How do you even address something like that? Even if you paid each father $10k to stick around to age 18, that doesn’t guarantee that they wouldn’t become domestic abusers, suicide victims, or would even be good role models. It’s possible that father presence for kids is only so valuable because the only fathers that stick around are the ones that care.
> only so valuable because the only fathers that stick around are the ones that care.
Last time I looked at data about this, it appeared that even a poor father who was present was better than no having a father in the home. If I remember right it was measuring the likeliness of a teenager to end up in prison. If there was a segment of fathers that were worse than not having a father, I don't think it shows up in any study I've seen.
Gilder's Wealth and Poverty book cites a lot of studies and examples showing how society has changed in ways making it harder for dads to stick around with everything from how drug policies are enforced to the way that welfare resources are allocated.

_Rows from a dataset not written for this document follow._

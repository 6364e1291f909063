//! Trigger endpoints for the generation pipeline.
//!
//! Manual trigger: bearer credential → `api_tokens` lookup → `user_roles`
//! admin check, then a (by default forced) pipeline run. Scheduled trigger:
//! constant-time cron-secret check, then a regular due-checked run — the
//! same code path the in-process cron tick uses.

use axum::{extract::State, http::HeaderMap, Extension, Json};
use serde::{Deserialize, Serialize};
use subtle::ConstantTimeEq;

use pepgen_pipeline::{Caller, PipelineError, RunOutcome, Trigger};

use super::{ApiError, ApiResponse, AppState, ResponseMeta};
use crate::middleware::{extract_bearer_token, RequestId};
use crate::stores::build_pipeline;

#[derive(Debug, Deserialize)]
pub(super) struct GenerateBody {
    /// Manual triggers default to forced: an administrator pressing the
    /// button expects an article, not a due-date check.
    #[serde(default = "default_force")]
    pub force_generate: bool,
}

fn default_force() -> bool {
    true
}

#[derive(Debug, Deserialize)]
pub(super) struct ScheduledBody {
    #[serde(default)]
    pub force_generate: bool,
    /// Internal marker some cron providers attach; accepted and ignored.
    #[serde(default)]
    #[allow(dead_code)]
    pub source: Option<String>,
}

#[derive(Debug, Serialize)]
pub(super) struct GenerateData {
    pub generated: bool,
    #[serde(skip_serializing_if = "Option::is_none")]
    pub reason: Option<String>,
    #[serde(skip_serializing_if = "Option::is_none")]
    pub article: Option<ArticleData>,
}

#[derive(Debug, Serialize)]
pub(super) struct ArticleData {
    pub id: i64,
    pub title: String,
    pub slug: String,
    pub category: String,
    pub featured_image: bool,
    pub content_image_count: usize,
}

pub(super) async fn generate_article(
    State(state): State<AppState>,
    Extension(req_id): Extension<RequestId>,
    headers: HeaderMap,
    body: Option<Json<GenerateBody>>,
) -> Result<Json<ApiResponse<GenerateData>>, ApiError> {
    let force = body.map_or(true, |Json(b)| b.force_generate);

    let caller = match resolve_caller(&state, &headers).await {
        Ok(caller) => caller,
        Err(e) => {
            tracing::error!(error = %e, "bearer token lookup failed");
            return Err(ApiError::new(
                req_id.0,
                "internal_error",
                "article generation failed",
            ));
        }
    };

    run_pipeline(state, req_id, Trigger::Manual { caller, force }).await
}

pub(super) async fn run_scheduled(
    State(state): State<AppState>,
    Extension(req_id): Extension<RequestId>,
    headers: HeaderMap,
    body: Option<Json<ScheduledBody>>,
) -> Result<Json<ApiResponse<GenerateData>>, ApiError> {
    if let Some(expected) = &state.cron_secret {
        let provided = headers
            .get("x-cron-secret")
            .and_then(|v| v.to_str().ok())
            .unwrap_or_default();
        if !constant_time_eq(provided, expected) {
            return Err(ApiError::new(
                req_id.0,
                "unauthorized",
                "missing or invalid cron secret",
            ));
        }
    }

    let force = body.is_some_and(|Json(b)| b.force_generate);
    run_pipeline(state, req_id, Trigger::Scheduled { force }).await
}

async fn run_pipeline(
    state: AppState,
    req_id: RequestId,
    trigger: Trigger,
) -> Result<Json<ApiResponse<GenerateData>>, ApiError> {
    let pipeline = build_pipeline(
        state.pool.clone(),
        state.genai.clone(),
        state.storage.clone(),
        state.pipeline_config.clone(),
    );

    match pipeline.run(trigger).await {
        Ok(RunOutcome::Published(published)) => Ok(Json(ApiResponse {
            data: GenerateData {
                generated: true,
                reason: None,
                article: Some(ArticleData {
                    id: published.article_id,
                    title: published.title,
                    slug: published.slug,
                    category: published.category,
                    featured_image: published.featured_image,
                    content_image_count: published.content_image_count,
                }),
            },
            meta: ResponseMeta::new(req_id.0),
        })),
        Ok(RunOutcome::NotDue { reason }) => Ok(Json(ApiResponse {
            data: GenerateData {
                generated: false,
                reason: Some(reason.to_owned()),
                article: None,
            },
            meta: ResponseMeta::new(req_id.0),
        })),
        Err(PipelineError::Unauthorized) => Err(ApiError::new(
            req_id.0,
            "unauthorized",
            "missing or invalid bearer token",
        )),
        Err(PipelineError::Forbidden) => Err(ApiError::new(
            req_id.0,
            "forbidden",
            "administrative role required",
        )),
        Err(e) => {
            tracing::error!(error = %e, "pipeline run failed");
            Err(ApiError::new(req_id.0, "internal_error", e.to_string()))
        }
    }
}

/// Resolve the bearer credential to a caller, if the token is known.
/// `Ok(None)` (no header, unknown token) becomes `Unauthorized` inside the
/// pipeline's gate.
async fn resolve_caller(
    state: &AppState,
    headers: &HeaderMap,
) -> Result<Option<Caller>, pepgen_db::DbError> {
    let Some(token) = extract_bearer_token(headers.get(axum::http::header::AUTHORIZATION)) else {
        return Ok(None);
    };
    let hash = pepgen_db::hash_token(&state.token_salt, token);
    let user = pepgen_db::find_user_by_token_hash(&state.pool, &hash).await?;
    Ok(user.map(|user_id| Caller { user_id }))
}

fn constant_time_eq(a: &str, b: &str) -> bool {
    a.len() == b.len() && bool::from(a.as_bytes().ct_eq(b.as_bytes()))
}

> Last time I looked at data about this, it appeared that even a poor father who was present was better than no having a father in the home. If I remember right it was measuring the likeliness of a teenager to end up in prison. If there was a segment of fathers that were worse than not having a father, I don't think it shows up in any study I've seen.
I think their point is that those bad fathers don't show up, because they don't care about their children.
> It’s possible that father presence for kids is only so valuable because the only fathers that stick around are the ones that care.
Even if this would be the case, we should allow those fathers to spend more time with their kids. For example, it is very difficult for a man to find a part-time job. Most companies take "I also want to spend some time with my kids" as "I don't really care about the work I do". You can care about the work without wanting to devote your entire life to it.
4 day work week, should be more common for this case here. If it were offered, I would take it, even if just for a few years while the kids are little.
You're looking myopically at the issue; absent fathers is less likely to be a choice, but an economic consequences of income inequality, along with the other economies that arise because of this.
You're looking at the drug war, high school graduation rates, ability to find a job, attached to teenage pregnancy, lack of commute options, and below living wage - likely connected to public health issues including water treatment, sewage, inneficient or unsafe homes (hook worms, sceptic, HVAC)
So instead of a 1 time $10k (which is delusional) think marijuana being legal, healthcare and childcare being affordable, public transport - or at least not a food desert in a walkable community, and $15+/hr 30+ hour weeks at a single employer.
It used to be done by promoting marriage and stigmatizing divorce. Now, that has obvious costs for the parents in many cases and certainly isn't always the right approach because of problems like domestic abuse.
But the good of the children is part of why past societies have incentivized keeping parents together to care for their children and maybe we've gone a bit too far in the other direction, away from a happier medium.
> It used to be done by promoting marriage and stigmatizing divorce.
Stigmatizing divorce does absolutely nothing to make fathers emotionally invested in their kids. If anything, it can make them resentful of their kids.
The article was about how boys need emotional support from their father. A father who is present and married but still demands that his son "man up" and bottle up every problem is of no help.
It's really hard to be emotionally invested when you're totally absent from most of their lives, though. It doesn't work the other way, i.e. it won't fix a bad father, but there are plenty of guys who could do better by literally just showing up.
There are plenty of men who have no gross moral fault, who are still excluded from their kids' lives by a wife who divorces him and gets custody. Stigmatizing divorce would help that. In divorces that occur in the US, close to 80% of the time it's by women; close to 90% when the woman is college-educated. The vast majority of divorces are not predicated on a gross moral fault by the man, but on unhappiness by the woman, growing apart, found a new guy, whatever. The woman in those cases is thus putting her own happiness above the wellbeing of her kids. So a stigmatization of divorce by society could work very well. It worked very well historically. Women are not more important than children. In fact, half of children are girls who also need fathers. And a woman-centric view of defining morality is just another demonstration of the problem of society's current disregard for men, boys, and the male experience.